• **YOUR ASSIGNMENT**: Using the listing below, copy every line that mentions "match".

• **SOURCE DATA**:
══════════════════════════════
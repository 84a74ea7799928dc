use crate::math::{Point2d, Rect};
use crate::Direction;

/// The orientation of a road.
#[derive(Clone, Copy, Debug, PartialEq, Eq)]
pub enum Orientation {
    Horizontal,
    Vertical,
}

/// A straight two-way road spanning the world.
#[derive(Clone, Copy, Debug, PartialEq)]
pub struct Road {
    /// The area covered by the road.
    rect: Rect,
    orientation: Orientation,
}

impl Road {
    /// Creates a road crossing the whole world.
    ///
    /// # Parameters
    /// * `orientation` - Whether the road runs horizontally or vertically
    /// * `location` - The position of the road's centre line across the world,
    ///   as a fraction of the world's height or width
    /// * `width` - The width of the road in m
    /// * `world` - The extents of the world
    pub fn new(orientation: Orientation, location: f64, width: f64, world: &Rect) -> Self {
        let rect = match orientation {
            Orientation::Horizontal => {
                let y = world.min.y + location * world.height();
                Rect::new(world.min.x, y - 0.5 * width, world.width(), width)
            }
            Orientation::Vertical => {
                let x = world.min.x + location * world.width();
                Rect::new(x - 0.5 * width, world.min.y, width, world.height())
            }
        };
        Self { rect, orientation }
    }

    pub fn rect(&self) -> &Rect {
        &self.rect
    }

    pub fn orientation(&self) -> Orientation {
        self.orientation
    }

    /// The directions vehicles may travel along the road.
    pub fn directions(&self) -> [Direction; 2] {
        match self.orientation {
            Orientation::Horizontal => [Direction::East, Direction::West],
            Orientation::Vertical => [Direction::South, Direction::North],
        }
    }

    /// The point on the road's starting edge at which the rear of a new
    /// vehicle travelling along `heading` is placed.
    ///
    /// Traffic keeps to the right, with a quarter of the spare road width
    /// between each lane and the road's edge.
    pub fn spawn_point(&self, heading: Direction, vehicle_width: f64) -> Point2d {
        let r = &self.rect;
        let buffer = 0.25 * f64::max(self.lane_space() - 2.0 * vehicle_width, 0.0);
        let half = 0.5 * vehicle_width;
        match heading {
            Direction::East => Point2d::new(r.min.x, r.max.y - buffer - half),
            Direction::West => Point2d::new(r.max.x, r.min.y + buffer + half),
            Direction::South => Point2d::new(r.min.x + buffer + half, r.min.y),
            Direction::North => Point2d::new(r.max.x - buffer - half, r.max.y),
        }
    }

    /// The width of the road across its direction of travel.
    fn lane_space(&self) -> f64 {
        match self.orientation {
            Orientation::Horizontal => self.rect.height(),
            Orientation::Vertical => self.rect.width(),
        }
    }
}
══════════════════════════════
• **FINISHED TASK**:
        let rect = match orientation {
        match self.orientation {
        match heading {
        match self.orientation {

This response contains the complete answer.